I am firmly on both sides of this issue...which means: I don't have any real sense of what the optimally "right" thing to do is.

For the last thirty years or so, I have functioned as my family's Director of Final Disposition...

...and I still dunno. :(

Looking back to when I was very little, I was born during a period of deep and fundamental family change, where there were still traditional burials of actual, fully intact, bodies...

...but family perceptions (on all sides and branches of my California-based family, as versus family branches elsewhere) were changing rapidly (as generational change goes).

My Mom always told me (starting when I don't think I was even in school yet) that when she died, she wanted to be cremated and have her ashes scattered (and this was usually as the result of the burial of another relative of my father or hers, relatives from a generation or more older than they were).

So I grew up knowing that, after death, some people's bodies were buried intact (I was not aware of any harvesting of body parts, which I think was about to happen...but had not happened just yet)...while other people's bodies were cremated and the ashes were then scattered.

There was then a transitional time in my family when bodies were buried, but where body parts (my mother's family was very big on contributing eye parts in particular) were harvested first...combined with (very soon afterwards) straight cremation.

When my paternal grandfather died from leukemia, there was no harvesting of body parts, and my Grandpa's body was cremated immediately by, or through, a funeral home across the river in Marysville (Northern California). At some point, my parents arranged for my Grandpa's ashes to be interred at a cemetery nearby to where I grew up in Southern California (right up against the Santa Susana Mountains, adjacent to where Roy Rogers and Dale Evans and their family lived)...and my parents bought the adjoining [small] space at the same time, so that my Grandma's ashes could be interred there after she died.

When Grandma did die (many years later, for which I am grateful because I loved, and still love, both of my paternal grandparents very much), the curtain went up for the adventurous odyssey of Grandma's ashes (which became some of the undoubtedly most well-traveled ashes in the history of American cremation). For some reason unknown to me (and probably to them, too ;) ), Grandma's ashes were placed in their camper truck, for the confusing (to me) reason that my parents could scatter them if they were at a properly scenic place in their travels (never mind that they had already purchased a place to inter them next to my Grandpa's ashes in California).
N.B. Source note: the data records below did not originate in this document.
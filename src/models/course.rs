//! Course model.
//!
//! A course is a catalogue entry: code, contact hours, kind, an optional
//! instructor reference by name, and a department tag derived from the
//! code prefix. Courses are immutable once constructed; the engine never
//! mutates them.

use serde::{Deserialize, Serialize};

use super::InstructorName;

/// Course kind classification.
#[derive(Debug, Clone, Copy, PartialEq, Eq, Serialize, Deserialize)]
pub enum CourseKind {
    /// Required departmental course.
    Mandatory,
    /// Departmental elective (subject to mutual exclusion across years).
    Elective,
    /// Service course taught for another department.
    Service,
    /// Institution-wide common course.
    Common,
    /// Graduate-level course.
    Graduate,
    /// Technical elective with a lab component.
    TechnicalLabElective,
}

/// Department tag, derived deterministically from the course code.
#[derive(Debug, Clone, Copy, PartialEq, Eq, Serialize, Deserialize)]
pub enum Department {
    Seng,
    Ceng,
    Common,
}

impl Department {
    /// Derives the department from a course code prefix.
    ///
    /// `CENG*` → Ceng; common-pool prefixes (PHYS, MATH, ENG, TURK,
    /// HIST, BIO, ESR) → Common; everything else → Seng.
    pub fn from_code(code: &str) -> Department {
        if code.starts_with("CENG") {
            return Department::Ceng;
        }
        const COMMON_PREFIXES: [&str; 7] =
            ["PHYS", "MATH", "ENG", "TURK", "HIST", "BIO", "ESR"];
        if COMMON_PREFIXES.iter().any(|p| code.starts_with(p)) {
            Department::Common
        } else {
            Department::Seng
        }
    }
}

/// A catalogue course.
///
/// `year` 0 marks an elective-pool course not bound to a single year.
/// `student_count` is kept as the raw catalogue string and parsed
/// leniently where needed; malformed values degrade to defaults rather
/// than erroring.
#[derive(Debug, Clone, Serialize, Deserialize)]
pub struct Course {
    /// Unique catalogue key.
    pub code: String,
    /// Display name.
    pub name: String,
    /// Target year (1–4), or 0 for the any-year elective pool.
    pub year: u8,
    /// Weekly theory hours.
    pub theory_hours: u8,
    /// Weekly lab hours.
    pub lab_hours: u8,
    /// Course kind.
    pub kind: CourseKind,
    /// Instructor reference by name. Loose: not an owning pointer.
    pub instructor: InstructorName,
    /// Enrolled student count, raw catalogue field.
    pub student_count: String,
    /// Declared lab section count.
    pub lab_sections: u8,
    /// Department tag derived from the code prefix.
    pub department: Department,
}

impl Course {
    /// Creates a course. The department is derived from the code.
    pub fn new(
        code: impl Into<String>,
        name: impl Into<String>,
        year: u8,
        theory_hours: u8,
        lab_hours: u8,
        kind: CourseKind,
    ) -> Self {
        let code = code.into();
        let department = Department::from_code(&code);
        Self {
            code,
            name: name.into(),
            year,
            theory_hours,
            lab_hours,
            kind,
            instructor: InstructorName::unconstrained(),
            student_count: String::new(),
            lab_sections: 0,
            department,
        }
    }

    /// Sets the instructor name.
    pub fn with_instructor(mut self, name: impl Into<String>) -> Self {
        self.instructor = InstructorName::new(name);
        self
    }

    /// Sets the raw student-count field.
    pub fn with_student_count(mut self, count: impl Into<String>) -> Self {
        self.student_count = count.into();
        self
    }

    /// Sets the declared lab section count.
    pub fn with_lab_sections(mut self, sections: u8) -> Self {
        self.lab_sections = sections;
        self
    }

    /// Total weekly contact hours.
    #[inline]
    pub fn total_hours(&self) -> u8 {
        self.theory_hours + self.lab_hours
    }

    /// Whether the course is elective-typed.
    #[inline]
    pub fn is_elective(&self) -> bool {
        self.kind == CourseKind::Elective
    }

    /// Whether the course has a lab component.
    #[inline]
    pub fn has_lab(&self) -> bool {
        self.lab_hours > 0
    }
}

#[cfg(test)]
mod tests {
    use super::*;

    #[test]
    fn test_department_from_code() {
        assert_eq!(Department::from_code("CENG 301"), Department::Ceng);
        assert_eq!(Department::from_code("PHYS 131"), Department::Common);
        assert_eq!(Department::from_code("MATH 101"), Department::Common);
        assert_eq!(Department::from_code("HIST 101"), Department::Common);
        assert_eq!(Department::from_code("SENG 101"), Department::Seng);
        // SENG does not match the ENG common prefix
        assert_ne!(Department::from_code("SENG 271"), Department::Common);
        assert_eq!(Department::from_code("ENG 101"), Department::Common);
    }

    #[test]
    fn test_course_builder() {
        let c = Course::new("SENG 211", "Data Structures", 2, 3, 2, CourseKind::Mandatory)
            .with_instructor("A. Lovelace")
            .with_student_count("45")
            .with_lab_sections(2);
        assert_eq!(c.department, Department::Seng);
        assert_eq!(c.total_hours(), 5);
        assert!(c.has_lab());
        assert!(!c.is_elective());
        assert_eq!(c.lab_sections, 2);
    }

    #[test]
    fn test_pool_elective_year_zero() {
        let c = Course::new("SENG 471", "Special Topics", 0, 3, 0, CourseKind::Elective);
        assert_eq!(c.year, 0);
        assert!(c.is_elective());
        assert!(!c.has_lab());
    }
}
My parents traveled around the country for years, and they never found the "right" place to scatter Grandma's ashes (which were still in their original packaging, and kept in the truck overhead).
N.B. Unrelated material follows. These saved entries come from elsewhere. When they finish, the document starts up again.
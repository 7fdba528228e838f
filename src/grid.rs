//! The weekly time grid.
//!
//! Defines the fixed teaching week: 5 weekdays, 8 fixed 50-minute slots
//! per day starting at 09:20 with 10-minute breaks, and the Friday exam
//! block (13:20–15:10) during which nothing may be placed.
//!
//! # Time Model
//! All times are minutes since midnight (`u16`). Intervals are half-open:
//! a slot occupies [start, end).
//!
//! The grid is process-wide constant data; nothing here has state.

use serde::{Deserialize, Serialize};

/// A teaching day.
#[derive(Debug, Clone, Copy, PartialEq, Eq, Hash, Serialize, Deserialize)]
pub enum Weekday {
    Monday,
    Tuesday,
    Wednesday,
    Thursday,
    Friday,
}

impl Weekday {
    /// All teaching days in catalogue order.
    pub const ALL: [Weekday; 5] = [
        Weekday::Monday,
        Weekday::Tuesday,
        Weekday::Wednesday,
        Weekday::Thursday,
        Weekday::Friday,
    ];

    /// Position within the teaching week (Monday = 0).
    #[inline]
    pub fn index(self) -> usize {
        match self {
            Weekday::Monday => 0,
            Weekday::Tuesday => 1,
            Weekday::Wednesday => 2,
            Weekday::Thursday => 3,
            Weekday::Friday => 4,
        }
    }

    /// Parses a day token from external data.
    ///
    /// Accepts English and Turkish names, full or abbreviated.
    /// Returns `None` for anything else; callers skip such tokens.
    pub fn from_token(token: &str) -> Option<Weekday> {
        match token.trim() {
            "Monday" | "Mon" | "Pazartesi" | "Pzt" => Some(Weekday::Monday),
            "Tuesday" | "Tue" | "Salı" => Some(Weekday::Tuesday),
            "Wednesday" | "Wed" | "Çarşamba" | "Çar" => Some(Weekday::Wednesday),
            "Thursday" | "Thu" | "Perşembe" | "Per" => Some(Weekday::Thursday),
            "Friday" | "Fri" | "Cuma" | "Cum" => Some(Weekday::Friday),
            _ => None,
        }
    }
}

/// Minutes since midnight.
const fn hm(hour: u16, minute: u16) -> u16 {
    hour * 60 + minute
}

/// Number of slots per teaching day.
pub const SLOTS_PER_DAY: usize = 8;

/// The fixed (start, end) pairs of the daily grid, identical on all
/// five weekdays. 50-minute blocks, 10-minute breaks, first at 09:20.
pub const SLOT_TIMES: [(u16, u16); SLOTS_PER_DAY] = [
    (hm(9, 20), hm(10, 10)),
    (hm(10, 20), hm(11, 10)),
    (hm(11, 20), hm(12, 10)),
    (hm(12, 20), hm(13, 10)),
    (hm(13, 20), hm(14, 10)),
    (hm(14, 20), hm(15, 10)),
    (hm(15, 20), hm(16, 10)),
    (hm(16, 20), hm(17, 10)),
];

/// Friday exam block start (13:20).
pub const EXAM_BLOCK_START: u16 = hm(13, 20);
/// Friday exam block end (15:10).
pub const EXAM_BLOCK_END: u16 = hm(15, 10);

/// Whether [start, end) falls inside the Friday exam block.
///
/// True only on Friday, and only when the interval intersects
/// 13:20–15:10.
#[inline]
pub fn is_exam_block(day: Weekday, start_min: u16, end_min: u16) -> bool {
    day == Weekday::Friday && start_min < EXAM_BLOCK_END && end_min > EXAM_BLOCK_START
}

/// Slot indices usable for new placements on the given day.
///
/// Every index except those intersecting the Friday exam block.
pub fn valid_start_indices(day: Weekday) -> Vec<usize> {
    SLOT_TIMES
        .iter()
        .enumerate()
        .filter(|(_, &(start, end))| !is_exam_block(day, start, end))
        .map(|(idx, _)| idx)
        .collect()
}

/// Parses an `HH:MM` token into minutes since midnight.
///
/// Surrounding whitespace is tolerated; anything else yields `None`.
pub fn parse_time(token: &str) -> Option<u16> {
    let mut parts = token.trim().split(':');
    let hour: u16 = parts.next()?.parse().ok()?;
    let minute: u16 = parts.next()?.parse().ok()?;
    if parts.next().is_some() || hour > 23 || minute > 59 {
        return None;
    }
    Some(hm(hour, minute))
}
When my aunt (Mom's sister) was dying, my parents flew from New Jersey (they had moved there a number of years before because of my father's employment) to Escondido (Southern California), and before they left New Jersey they retrieved Grandma's ashes from the truck overhead and brought the ashes with them to the motel in Escondido they were sort-of "staying" in. Mom told me where the ashes were in the motel room, and asked me to retrieve them so I could, at least eventually, inter them next to Grandpa's ashes in the cemetery, which (in the midst of everything ELSE that was going on right then) I did.

I now possessed the VERY well-worn package which contained my Grandma's ashes, and (several months later, as I remember) I DID take them to the cemetery in Chatsworth and pay to have them interred in the space next to my Grandpa's ashes.

After my Mom died, my sister scattered Mom's ashes into the Colorado River on a trip my sister took to the Grand Canyon.

After my father died, my sister "scattered" his ashes into a campfire in North Carolina where she (and a group of other people she had affiliated with) were incinerating the memorabilia of their prior lives ;) .

My aunt's ashes (along with the ashes of Charlie Brown, the beloved to them dog my maternal grandmother and my aunt had when I was growing up) are, right now, in a file drawer (it is a very NICE file drawer!!!) in a storage unit nearby where I live. (I am still trying to figure out the "right" place to scatter them.)

I am strongly in favor of people donating their own bodies (or any useful parts) to those people or institutions who can best use them for the good of those who are still alive.

I am also in favor of contemporary cremation (but well aware that the resulting ashes can become parts of strange family odysseys that no one anticipated...and that can, for various reasons, be difficult to resolve).

And I am VERY glad that the generations who lived in the 1800s and earlier buried their dead...because some of the places I love and appreciate the most are ("Old West") cemeteries---particularly the cemeteries in Bodie, California...and in Virginia City, well as Abraham Lincoln's tomb (which I have been to).

And thanks to my Aunt Tomi, without whom none of this would have EVER been written (because it would never have been lived). The immensity of what she did FOR ME, long before I was ever born, and long before my parents ever even met each other (or COULD have met each other), can NEVER be fully acknowledged.

Because of her, I am able to type this here.

Edited 5 time(s). Last edit at 02/10/2018 04:47PM by Tevai.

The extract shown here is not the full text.